A tiny new lamp made of graphene has proven to be not only the world’s thinnest light bulb, but also the worlds smallest too. In fact, the tiny graphene lamp—one atomic layer thick—is so small that it can be integrated with a computer chip. This new graphene lamp was developed by James Hone’s group of researchers at Columbia University, and led by a postdoctoral research scientist, Young Duck Kim.
“We’ve created what is essentially the world’s thinnest light bulb,…This new type of ‘broadband’ light emitter can be integrated into chips and will pave the way towards the realization of atomically thin, flexible, and transparent displays, and graphene-based on-chip optical communications.”

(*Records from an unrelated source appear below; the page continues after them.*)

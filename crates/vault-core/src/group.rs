//! Groups: the folder tree of a vault

use chrono::{DateTime, Utc};
use serde::{Deserialize, Serialize};
use uuid::Uuid;

use crate::times;

/// A group containing entries and subgroups
///
/// Child order is meaningful: it is the user-visible sort, preserved by
/// the codec and by merges. The parent reference is a non-owning
/// back-reference used for move/delete validation only; ownership lives in
/// the database's id-indexed tables.
#[derive(Debug, Clone, PartialEq, Serialize, Deserialize)]
pub struct Group {
    /// Unique identifier for this group
    pub uuid: Uuid,
    /// Group name
    pub name: String,
    /// Notes for this group
    pub notes: String,
    /// Icon ID
    pub icon_id: Option<u32>,
    /// UUID of the parent group (None for root)
    pub parent: Option<Uuid>,
    /// UUIDs of child groups, in display order
    #[serde(default)]
    pub children: Vec<Uuid>,
    /// UUIDs of entries in this group, in display order
    #[serde(default)]
    pub entries: Vec<Uuid>,
    /// Creation time
    pub created: DateTime<Utc>,
    /// Last modification time
    pub modified: DateTime<Utc>,
    /// Expiry time (if set)
    pub expires: Option<DateTime<Utc>>,
    /// Whether expiry is enabled
    pub expires_enabled: bool,
    /// Unrecognized container tags carried through load/save
    #[serde(default, skip)]
    pub unknown_fields: Vec<(u8, Vec<u8>)>,
}

impl Group {
    /// Create a new group with the given name
    pub fn new(name: impl Into<String>) -> Self {
        let now = times::now();
        Self {
            uuid: Uuid::new_v4(),
            name: name.into(),
            notes: String::new(),
            icon_id: None,
            parent: None,
            children: Vec::new(),
            entries: Vec::new(),
            created: now,
            modified: now,
            expires: None,
            expires_enabled: false,
            unknown_fields: Vec::new(),
        }
    }

    /// Create a group with a specific UUID (codec load path)
    pub fn with_uuid(uuid: Uuid, name: impl Into<String>) -> Self {
        let mut group = Self::new(name);
        group.uuid = uuid;
        group
    }

    /// Append a child group UUID, keeping order
    pub fn add_child(&mut self, child_uuid: Uuid) {
        if !self.children.contains(&child_uuid) {
            self.children.push(child_uuid);
            self.mark_modified();
        }
    }

    /// Remove a child group UUID
    pub fn remove_child(&mut self, child_uuid: &Uuid) -> bool {
        if let Some(pos) = self.children.iter().position(|u| u == child_uuid) {
            self.children.remove(pos);
            self.mark_modified();
            true
        } else {
            false
        }
    }

    /// Append an entry UUID, keeping order
    pub fn add_entry(&mut self, entry_uuid: Uuid) {
        if !self.entries.contains(&entry_uuid) {
            self.entries.push(entry_uuid);
            self.mark_modified();
        }
    }

    /// Remove an entry UUID from this group
    pub fn remove_entry(&mut self, entry_uuid: &Uuid) -> bool {
        if let Some(pos) = self.entries.iter().position(|u| u == entry_uuid) {
            self.entries.remove(pos);
            self.mark_modified();
            true
        } else {
            false
        }
    }

    /// Check if this is a root group (no parent)
    pub fn is_root(&self) -> bool {
        self.parent.is_none()
    }

    /// Mark as modified
    pub fn mark_modified(&mut self) {
        self.modified = times::now();
    }
}

#[cfg(test)]
mod tests {
    use super::*;

    #[test]
    fn group_creation() {
        let group = Group::new("Email");
        assert_eq!(group.name, "Email");
        assert!(group.is_root());
        assert!(group.children.is_empty());
        assert!(group.entries.is_empty());
    }

    #[test]
    fn child_order_is_preserved() {
        let mut group = Group::new("Parent");
        let a = Uuid::new_v4();
        let b = Uuid::new_v4();
        let c = Uuid::new_v4();

        group.add_child(a);
        group.add_child(b);
        group.add_child(c);
        assert_eq!(group.children, vec![a, b, c]);

        // adding the same child again must not duplicate or reorder
        group.add_child(b);
        assert_eq!(group.children, vec![a, b, c]);

        assert!(group.remove_child(&b));
        assert_eq!(group.children, vec![a, c]);
        assert!(!group.remove_child(&b));
    }

    #[test]
    fn entry_membership() {
        let mut group = Group::new("Parent");
        let entry_uuid = Uuid::new_v4();

        group.add_entry(entry_uuid);
        assert_eq!(group.entries.len(), 1);

        assert!(group.remove_entry(&entry_uuid));
        assert!(group.entries.is_empty());
    }
}
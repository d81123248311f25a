//! vault-merge - Reconciliation of divergent vault replicas
//!
//! Two copies of the same database that were edited independently are
//! combined into one without user interaction: every object resolves by
//! last-write-wins on its modification time, deletions are arbitrated
//! against edits through tombstones, and entry histories are unioned so
//! no prior value is lost. The result is deterministic and merging is
//! idempotent: replaying the same remote changes a second time is a no-op.

mod merge;
mod types;

pub use merge::merge;
pub use types::{MergeError, MergeStats, Side};
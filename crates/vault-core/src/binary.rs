//! Content-addressed binary attachments
//!
//! Attachments are stored once per database, keyed by the SHA-256 of their
//! content. Entries reference them through [`BinaryId`] fields, so the same
//! file attached to ten entries costs its size once.

use std::collections::{HashMap, HashSet};

use serde::{Deserialize, Serialize};
use sha2::{Digest, Sha256};

/// Content hash identifying a blob in the pool
pub type BinaryId = [u8; 32];

/// Deduplicated attachment storage owned by a database
#[derive(Debug, Clone, Default, PartialEq, Serialize, Deserialize)]
pub struct BinaryPool {
    blobs: HashMap<BinaryId, Vec<u8>>,
}

impl BinaryPool {
    pub fn new() -> Self {
        Self::default()
    }

    /// Insert a blob, returning its content id. Inserting the same content
    /// twice is a no-op.
    pub fn insert(&mut self, data: Vec<u8>) -> BinaryId {
        let id = Self::hash(&data);
        self.blobs.entry(id).or_insert(data);
        id
    }

    /// Insert a blob under a known id (codec path; the id has been
    /// verified against the content by the caller).
    pub(crate) fn insert_with_id(&mut self, id: BinaryId, data: Vec<u8>) {
        self.blobs.insert(id, data);
    }

    pub fn get(&self, id: &BinaryId) -> Option<&[u8]> {
        self.blobs.get(id).map(Vec::as_slice)
    }

    pub fn contains(&self, id: &BinaryId) -> bool {
        self.blobs.contains_key(id)
    }

    pub fn len(&self) -> usize {
        self.blobs.len()
    }

    pub fn is_empty(&self) -> bool {
        self.blobs.is_empty()
    }

    pub fn iter(&self) -> impl Iterator<Item = (&BinaryId, &[u8])> {
        self.blobs.iter().map(|(id, data)| (id, data.as_slice()))
    }

    /// Drop blobs no entry references anymore
    pub fn retain_referenced(&mut self, referenced: &HashSet<BinaryId>) {
        self.blobs.retain(|id, _| referenced.contains(id));
    }

    /// Take every blob from `other` that this pool does not have yet
    pub fn absorb(&mut self, other: &BinaryPool) {
        for (id, data) in &other.blobs {
            self.blobs.entry(*id).or_insert_with(|| data.clone());
        }
    }

    pub fn hash(data: &[u8]) -> BinaryId {
        let mut id = [0u8; 32];
        id.copy_from_slice(&Sha256::digest(data));
        id
    }
}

—Hone, James, Wang Fon-Jen Professor of Mechanical Engineering, Columbia University
An Amazing New Source of Illumination
Graphene is a form of Carbon. Some of its properties are: it is thin, it has poor heat conduction, and it is crystalline. When combined, these properties contributed to the successful design of the new graphene lamp that could be a game changer. Not only has this team of scientists finally created a lamp that can be integrated safely with computer chips, but in fact they have created something that has innumerable applications for the field of technology and innovative home and business lighting too.
White Light, Little Heat
The graphene that researchers used reached 2,500 degrees Celsius, which is hot enough to cause the strips to glow brightly enough to illuminate the surrounding area of the chip. This type of heat would generally hold the potential to damage surrounding computer chips in the same way as a filament bulb does, but it does not. Why? Because once it is hot, Graphene is a poor conductor of heat so the heat it produces stays within the filament and the surrounding computer chips remain intact and undamaged.
The Future of Light Lies in Integration
It seems that the future of the graphene lamp lies in its integration in the home and in other fields. Integrating the graphene bulb in the home and buildings would mean an actual physical integration of the lighting sources into the walls and ceilings of a home or office, rather than being separate fixtures. In terms of technological applications, graphene light will enable computer chips to process information more quickly and with less energy consumption. One of the more exciting and futuristic prospects for graphene light is that it could be used to create “flexible and transparent smartphones and tablets” so those computers, phones, and other tech toys you so covet in your favorite sci-fi romp could be in a store near you faster than the speed of light.